1.ネーザルハイフローは呼吸を補助する機器

ネーザルハイフローと人工呼吸器の大きな違いとして、ネーザルハイフローは自発呼吸がなければ使用できません。喘息や軽度の呼吸不全などに対して、高流量酸素を投与し、呼吸を補助することで酸素化を改善します。

2.人工呼吸器は呼吸を代行する機器

 人工呼吸器は自発呼吸が困難な患者に対して、呼吸そのものを完全に代行したり、一部サポートしたりする機械です。気管挿管や気管切開カニューレなどを使用します。

3.日常生活への影響の違いは?

ネーザルハイフロー使用中は、会話や飲水・食事も可能です。座位や歩行などもでき、日常生活への影響が少なくQOLを維持したまま使用できます。

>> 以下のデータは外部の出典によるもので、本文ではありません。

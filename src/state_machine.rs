//! Core session state machine
//!
//! Implements the Elm Architecture pattern with pure state transitions.

mod effect;
pub mod event;
pub mod state;
pub(crate) mod transition;

#[cfg(test)]
mod proptests;

pub use effect::Effect;
pub use event::Event;
pub use state::{Activity, SessionContext, SessionState};
pub use transition::{transition, TransitionError, TransitionResult};
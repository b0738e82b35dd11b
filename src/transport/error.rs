//! Transport error types

use thiserror::Error;

/// Normalized failure of a call to the agent service
#[derive(Debug, Clone, PartialEq, Eq, Error)]
#[error("{message}")]
pub struct TransportError {
    pub kind: TransportErrorKind,
    /// HTTP status, when the service answered at all
    pub status: Option<u16>,
    pub message: String,
}

impl TransportError {
    pub fn new(kind: TransportErrorKind, message: impl Into<String>) -> Self {
        Self {
            kind,
            status: None,
            message: message.into(),
        }
    }

    pub fn network(message: impl Into<String>) -> Self {
        Self::new(TransportErrorKind::Network, message)
    }

    pub fn timeout(message: impl Into<String>) -> Self {
        Self::new(TransportErrorKind::Timeout, message)
    }

    pub fn malformed(message: impl Into<String>) -> Self {
        Self::new(TransportErrorKind::Malformed, message)
    }

    /// Non-2xx answer from the service
    pub fn status(status: u16, body: &str) -> Self {
        let message = if body.trim().is_empty() {
            format!("HTTP {status}")
        } else {
            format!("HTTP {status}: {}", body.trim())
        };
        Self {
            kind: TransportErrorKind::Status,
            status: Some(status),
            message,
        }
    }
}

/// Error classification, mostly for diagnostics
#[derive(Debug, Clone, Copy, PartialEq, Eq)]
pub enum TransportErrorKind {
    /// Connection refused, reset, DNS failure
    Network,
    /// Request exceeded the client timeout
    Timeout,
    /// Service answered with a non-2xx status
    Status,
    /// Body was not the JSON we expected
    Malformed,
}

impl TransportErrorKind {
    pub fn as_str(self) -> &'static str {
        match self {
            Self::Network => "network",
            Self::Timeout => "timeout",
            Self::Status => "status",
            Self::Malformed => "malformed",
        }
    }
}
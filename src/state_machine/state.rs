//! Session state types

use crate::conversation::ConversationState;
use crate::location::{LocationCatalog, LocationSession};
use serde::Serialize;

/// Everything the controller tracks for one play session
#[derive(Debug, Clone, PartialEq, Eq)]
pub struct SessionState {
    /// Set once `Start` has been handled
    pub started: bool,
    pub location: LocationSession,
    pub conversation: ConversationState,
}

impl SessionState {
    pub fn new(context: &SessionContext) -> Self {
        Self {
            started: false,
            location: LocationSession::new(&context.catalog),
            conversation: ConversationState::default(),
        }
    }

    /// What the session is waiting on, derived from the lock and pending refresh
    pub fn activity(&self) -> Activity {
        if self.conversation.is_sending() {
            Activity::AwaitingSend
        } else if self.location.is_refreshing() {
            Activity::AwaitingRoster
        } else {
            Activity::Idle
        }
    }
}

/// Coarse view of outstanding work. A send outranks a roster refresh.
#[derive(Debug, Clone, Copy, PartialEq, Eq, Serialize)]
#[serde(rename_all = "snake_case")]
pub enum Activity {
    Idle,
    AwaitingRoster,
    AwaitingSend,
}

/// Immutable per-session configuration
#[derive(Debug, Clone)]
pub struct SessionContext {
    pub session_id: String,
    pub player_id: u32,
    pub catalog: LocationCatalog,
}

impl SessionContext {
    pub fn new(player_id: u32, catalog: LocationCatalog) -> Self {
        Self {
            session_id: uuid::Uuid::new_v4().to_string(),
            player_id,
            catalog,
        }
    }
}
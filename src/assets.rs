//! Visual asset lookup
//!
//! Pure mapping from location keys to image paths. Nothing here touches the
//! filesystem; the front-end decides what to do with the paths.

use crate::location::{LocationCatalog, LocationId};

#[derive(Debug, Clone, PartialEq, Eq)]
pub struct AssetTable {
    root: String,
}

impl AssetTable {
    pub fn new(root: &str) -> Self {
        Self {
            root: root.trim_end_matches('/').to_string(),
        }
    }

    pub fn background(&self, location_key: &str) -> String {
        format!("{}/{location_key}/background.jpg", self.root)
    }

    /// Portrait for the agent at `position` (0-based) in the roster
    pub fn portrait(&self, location_key: &str, position: usize) -> String {
        format!("{}/{location_key}/character_{:02}.png", self.root, position + 1)
    }
}

impl Default for AssetTable {
    fn default() -> Self {
        Self::new("/images")
    }
}

/// Label of the button that moves the player on.
///
/// The first location is "home": leaving it and coming back read differently.
pub fn location_button_label(catalog: &LocationCatalog, current: LocationId) -> String {
    let home = catalog.first();
    let name = display_name(&home.key);
    if current == home.id {
        format!("Leave {name}")
    } else {
        format!("Go back to {name}")
    }
}

/// `fairy_village` -> `Fairy Village`
pub fn display_name(key: &str) -> String {
    key.split(['_', '-'])
        .filter(|word| !word.is_empty())
        .map(|word| {
            let mut chars = word.chars();
            match chars.next() {
                Some(first) => first.to_uppercase().chain(chars).collect::<String>(),
                None => String::new(),
            }
        })
        .collect::<Vec<_>>()
        .join(" ")
}
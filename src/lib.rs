#![doc = include_str!("../README.md")]

// Required to rename serde
#[cfg(feature = "serde")]
extern crate serde_crate as serde;

use thiserror::Error;

pub mod words;
pub use words::{Dictionary, Letter, Word};

pub mod score;
pub use score::{score, Verdict};

pub mod round;
pub use round::{
    KeyMap, KeyStatus, Outcome, Rejection, Round, RoundConfig, ScoredGuess, Snapshot, Submission,
    ATTEMPTS_RANGE, WORD_LENGTH_RANGE,
};

/// A convenient alias for results produced by this crate.
pub type Result<T> = std::result::Result<T, EngineError>;

/// The errors that `wordle_engine` can produce.
///
/// Note that a rejected guess is *not* an error: [`Round::submit_guess()`]
/// reports rejection as an ordinary [`Submission`] value, because an
/// unknown word is a normal part of play. Errors are reserved for input
/// that can never be valid (malformed words) and for configurations under
/// which no round can start.
#[derive(Debug, Error)]
pub enum EngineError {
    #[error("invalid word")]
    Word {
        #[from]
        kind: WordError,
    },

    #[error("invalid round configuration")]
    Config {
        #[from]
        kind: ConfigError,
    },
}

#[derive(Debug, Error)]
pub enum WordError {
    /// The string provided when constructing a [`Word`] had no letters.
    #[error("words must have at least one letter")]
    Empty,

    /// A character outside `a..=z` was provided to [`Letter::from_char()`]
    /// or appeared in a string passed to [`Word::from_str()`].
    #[error("{0:?} is not a lowercase ascii letter")]
    NotALetter(char),
}

#[derive(Debug, Error)]
pub enum ConfigError {
    /// The requested word length falls outside [`WORD_LENGTH_RANGE`].
    #[error("word length {0} is outside the recognized range of 4 through 8")]
    WordLengthOutOfRange(usize),

    /// The requested attempt budget falls outside [`ATTEMPTS_RANGE`].
    #[error("attempt budget {0} is outside the recognized range of 4 through 8")]
    AttemptsOutOfRange(usize),

    /// The dictionary has nothing to draw a secret from at the requested
    /// word length, so no round can start.
    #[error("the dictionary contains no words of length {0}")]
    NoWordsOfLength(usize),
}
//! Scoring a guess against the secret word.

#[cfg(feature = "serde")]
use serde::{Deserialize, Serialize};

use crate::words::Word;

/// The feedback for one letter of a submitted guess.
///
/// [`score()`] returns one of these per position. `Exact` means the
/// letter sits in its correct position, `Present` means the secret
/// contains the letter somewhere else, and `Absent` means the secret has
/// no copy of the letter left to account for it.
#[derive(Copy, Clone, PartialEq, Eq, PartialOrd, Ord, Debug, Hash)]
#[cfg_attr(
    feature = "serde",
    derive(Serialize, Deserialize),
    serde(crate = "serde_crate")
)]
pub enum Verdict {
    /// The letter is in the secret word, at this exact position.
    Exact,

    /// The letter is in the secret word, but at a different position.
    Present,

    /// The secret word does not contain the letter, or every copy of it
    /// is already claimed by other positions of the guess.
    Absent,
}

/// Scores `guess` against `secret`, producing one [`Verdict`] per
/// position.
///
/// Both words must have the same length. That is the caller's contract,
/// checked with a debug assertion; a [`Round`](crate::Round) only ever
/// submits full-length guesses.
///
/// Duplicate letters follow the standard counting rules:
///
/// 1. Every position where guess and secret agree is [`Verdict::Exact`].
/// 2. Each letter value receives `min(copies in secret, copies in guess)`
///    minus its exact matches worth of [`Verdict::Present`] marks,
///    awarded to the leftmost non-exact occurrences in the guess.
/// 3. Every remaining position is [`Verdict::Absent`].
///
/// So a guess holding two copies of a letter the secret holds once shows
/// a single mark for that letter, never two.
///
/// # Examples
///
/// ```rust
/// use wordle_engine::{score, Word};
/// use wordle_engine::Verdict::{Absent, Exact, Present};
///
/// let secret = Word::from_str("sober")?;
/// let guess = Word::from_str("spool")?;
///
/// // Only the first `o` of the guess earns a mark: the secret has one.
/// assert_eq!(
///     score(&secret, &guess),
///     vec![Exact, Absent, Present, Absent, Absent],
/// );
/// #
/// # Ok::<_, wordle_engine::EngineError>(())
/// ```
pub fn score(secret: &Word, guess: &Word) -> Vec<Verdict> {
    debug_assert_eq!(
        secret.len(),
        guess.len(),
        "secret and guess must have the same length"
    );

    let mut verdicts = vec![Verdict::Absent; guess.len()];

    // Copies of each secret letter not consumed by an exact match; these
    // back the Present marks.
    let mut available = [0_u8; 26];

    for (i, (&g, &s)) in guess.letters().iter().zip(secret.letters()).enumerate() {
        if g == s {
            verdicts[i] = Verdict::Exact;
        } else {
            available[s.index()] += 1;
        }
    }

    // Leftmost unmatched occurrences claim the remaining copies.
    for (i, &g) in guess.letters().iter().enumerate() {
        if verdicts[i] == Verdict::Exact {
            continue;
        }

        let left = &mut available[g.index()];
        if *left > 0 {
            *left -= 1;
            verdicts[i] = Verdict::Present;
        }
    }

    verdicts
}

#[cfg(test)]
mod test {
    use super::*;
    use crate::Result;

    /// Expands a compact verdict string: `e` for Exact, `p` for Present,
    /// anything else for Absent.
    fn str_to_verdicts(input: &str) -> Vec<Verdict> {
        input
            .chars()
            .map(|c| match c {
                'e' => Verdict::Exact,
                'p' => Verdict::Present,
                _ => Verdict::Absent,
            })
            .collect()
    }

    macro_rules! score_test {
        ($fn_name:ident[$secret:expr, $guess:expr => $expected:expr]) => {
            #[test]
            fn $fn_name() -> Result<()> {
                let secret = Word::from_str($secret)?;
                let guess = Word::from_str($guess)?;

                assert_eq!(score(&secret, &guess), str_to_verdicts($expected));
                Ok(())
            }
        };
    }

    score_test! { identical_words["crane", "crane" => "eeeee"] }

    score_test! { disjoint_words["crane", "spoil" => "aaaaa"] }

    score_test! { mixed_exact_and_absent["crane", "slate" => "aaeae"] }

    score_test! { exact_prefix["crane", "crimp" => "eeaaa"] }

    // The guess doubles a letter the secret holds once: only the first
    // copy earns a mark.
    score_test! { repeat_letter_in_guess["sober", "spool" => "eapaa"] }

    // The exact match claims the only copy, so the other occurrence of
    // the letter goes unmarked.
    score_test! { exact_match_claims_the_copy["sober", "soaks" => "eeaaa"] }

    score_test! { repeat_letter_in_secret["spoon", "odors" => "paeap"] }

    // Both words double a letter, one copy exactly placed.
    score_test! { repeat_letter_both_sides["allee", "eagle" => "ppape"] }

    score_test! { repeat_letter_all_misplaced["erase", "speed" => "pappa"] }

    score_test! { exact_beats_earlier_occurrence["floor", "robot" => "ppaea"] }

    score_test! { four_letter_words["toot", "otto" => "pppp"] }

    score_test! { six_letter_words["banana", "ananas" => "pppppa"] }

    mod properties {
        use proptest::prelude::*;

        use super::*;
        use crate::words::Letter;

        fn word(len: usize) -> impl Strategy<Value = Word> {
            prop::collection::vec(prop::char::range('a', 'z'), len).prop_map(|chars| {
                Word::from_str(&chars.into_iter().collect::<String>()).unwrap()
            })
        }

        fn word_pair() -> impl Strategy<Value = (Word, Word)> {
            (4_usize..=8).prop_flat_map(|len| (word(len), word(len)))
        }

        proptest! {
            #[test]
            fn exact_iff_letters_agree((secret, guess) in word_pair()) {
                let verdicts = score(&secret, &guess);

                for i in 0..guess.len() {
                    prop_assert_eq!(verdicts[i] == Verdict::Exact, guess[i] == secret[i]);
                }
            }

            #[test]
            fn a_word_scored_against_itself_is_all_exact(
                secret in (4_usize..=8).prop_flat_map(word),
            ) {
                prop_assert!(score(&secret, &secret).iter().all(|&v| v == Verdict::Exact));
            }

            #[test]
            fn marks_equal_shared_letter_count((secret, guess) in word_pair()) {
                let verdicts = score(&secret, &guess);

                for index in 0..26 {
                    let letter = Letter::from_index(index);
                    let in_secret = secret.iter().filter(|&&l| l == letter).count();
                    let in_guess = guess.iter().filter(|&&l| l == letter).count();
                    let marked = guess
                        .iter()
                        .zip(&verdicts)
                        .filter(|&(&l, &v)| l == letter && v != Verdict::Absent)
                        .count();

                    prop_assert_eq!(marked, in_secret.min(in_guess));
                }
            }
        }
    }
}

一方で、人工呼吸器では会話や経口での食事はできません。ベッド上安静が基本で活動制限が大きいです。

4.ネーザルハイフローの観察ポイント

・呼吸数や努力呼吸の有無

呼吸苦がネーザルハイフローによって改善されているのかを、観察します。

・鼻カニューレの位置ずれ、皮膚トラブルの観察

カニューレの装着が正しくできていないと、適切に高圧の流量が送られません.。また、カニューレの装着によって耳や鼻周りに皮膚トラブルが生じることもあるので、こまめに観察しましょう。

・痰の性状・排出状況

高流量をカニューレから流すので、適切に加湿加温する必要があります。痰が固くなっていないか、自力で排出できているのかなどを観察します。

・会話や食事の時の呼吸苦や誤嚥の有無

カニューレを装着しながら食事や会話ができますが、それによる呼吸苦や誤嚥のリスクもあります。体位を整えたり、食事の際はよく観察するなどして対策します。

5.人工呼吸器の観察ポイント

・気管チューブの固定状態、皮膚トラブルの有無

気管チューブの挿入位置は問題ないか、テープは確実にとまっているか、チューブや固定具があたる部分の皮膚トラブルの有無を観察します。

・呼吸器アラーム対応

高圧・低圧アラームやリークの有無など、呼吸器のアラームは命に直結する可能性があるので、迅速に対応します。

・分泌物の量・性状・吸引の頻度

分泌物の量や性状を見て、状態を把握します。感染兆候などの可能性もあるため、日々の変化を観察しましょう。

・鎮静管理や拘縮の予防

呼吸器管理では鎮静が使用されていることもあります。呼吸器の役割を最大化するために、適切な鎮静がされているかを観察します。また、鎮静に伴う拘縮を予防するためにポジショニングなど体位の調整を行います。

【まとめ】

  • ・ネーザルハイフローは「呼吸を補助する機器」、人工呼吸器は「呼吸を代行する機器」
  • ・ネーザルハイフローは「普段の生活に近い状態で治療が可能」、人工呼吸器は「生命維持の集中管理」が中心
  • ・どちらも観察の基本は呼吸状態+機器の管理、使用に伴う状態の変化や皮膚トラブルの有無などをこまめに観察しましょう。